Le chiffrage type publié sur cette page part de 110 m², en zone H2c : après un bouquet complet, la consommation recule d'environ 13 600 kWh par an, soit près de 1 460 € au tarif de référence. Côté financement, l'assiette est plafonnée à 40 000 € HT dès trois classes gagnées, l'aide ANAH s'échelonne de 4 000 € à 32 000 € selon le revenu fiscal de référence, et l'accompagnement obligatoire est pris en charge jusqu'à 2 000 €.
Dernier paramètre, le financement du reliquat : sur le cas type à Claira, le reste à charge d'un ménage très modeste ressort à 6 000 € après aide ANAH et prise en charge de l'accompagnement. Étalé sur quinze ans en éco-prêt à taux zéro, cela représente de l'ordre de 35 € par mois, à comparer aux 1 460 € d'économie annuelle attendue sur la facture d'énergie.
L'écueil le plus coûteux reste un engagement de conventionnement signé sans simuler le manque à gagner locatif. Sa reprise après coup coûte couramment 10 à 20 % du poste, soit 2 713 500 € à 5 427 000 € sur le chiffrage retenu à Claira — un montant qui n'est jamais couvert une seconde fois par l'aide, déjà consommée.
Combien d'occupants, quels besoins : avec 2.37 personne(s) par résidence principale à Claira, les besoins d'eau chaude et de renouvellement d'air se déduisent directement. C'est sur cette base, et sur 110 m², que la remise à niveau d'un logement mis en location doit être dimensionné.
Le palier de classes se calcule avant de signer : à Claira, l'assiette double presque entre le scénario à deux classes (30 000 € HT) et celui à trois (40 000 € HT).
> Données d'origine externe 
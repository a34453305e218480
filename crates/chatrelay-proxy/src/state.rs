//! Shared application state type.
//!
//! Defines the `AppState` type used across all handlers.

use std::sync::Arc;

use chatrelay_core::RelayConfig;
use reqwest::Client;

/// Read-only state shared by every request.
#[derive(Debug)]
pub struct RelayState {
    /// Relay settings, including the optional upstream API key.
    pub config: RelayConfig,
    /// Pooled HTTP client for upstream calls.
    pub client: Client,
}

impl RelayState {
    /// Build the state and its upstream client from a config.
    pub fn new(config: RelayConfig) -> Result<Self, reqwest::Error> {
        let client = Client::builder()
            .connect_timeout(config.connect_timeout)
            .pool_max_idle_per_host(10)
            .build()?;

        Ok(Self { config, client })
    }
}

/// Application state shared across all handlers.
pub type AppState = Arc<RelayState>;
Sur un poste de 27 135 000 € comme le logement loué, cet écart justifie souvent d'ajouter un lot plutôt que de s'arrêter au minimum.
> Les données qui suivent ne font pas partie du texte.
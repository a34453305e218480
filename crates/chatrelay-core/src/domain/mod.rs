//! Core domain types.
//!
//! These types represent the inbound chat request as the relay sees it,
//! independent of the HTTP framework that delivers it.
//!
//! # Structure
//!
//! - `chat` - Wire request, roles, turns and validation

pub mod chat;

pub use chat::{
    ChatRequest, ChatTurn, IncomingChatRequest, MISSING_FIELDS_MESSAGE, Role, parse_chat_request,
};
Quatre barèmes, quatre plans de financement à Claira : 32 000 € (bleu), 24 000 € (jaune), 18 000 € (violet) et 4 000 € (rose) sur 40 000 € HT. Le chiffrage de la remise à niveau d'un logement mis en location ne prend son sens qu'une fois cette catégorie déterminée.
Le gisement de substitution est mesurable : environ 179 logements à Claira sont encore chauffés au gaz ou au fioul, soit 9 % du parc. Pour la remise à niveau d'un logement mis en location, cette proportion détermine le nombre de dossiers où le saut de classes est atteignable sans toucher à la structure du bâti.
Situer le projet dans son département : à Claira, en Pyrénées-Orientales, les mêmes barèmes nationaux s'appliquent, mais les prix d'entreprise et les délais varient d'un bassin à l'autre. Consulter trois devis sur la remise à niveau d'un logement mis en location dans ce périmètre reste la seule façon d'objectiver le coût.
Le taux de TVA n'est pas un détail sur ce type de chantier : à 5,5 %, la remise à niveau d'un logement mis en location facturé 27 135 000 € TTC à Claira supporte 1 414 621 € de taxe. Une facturation à 20 % par erreur renchérit le projet de plusieurs milliers d'euros et se rattrape mal après coup.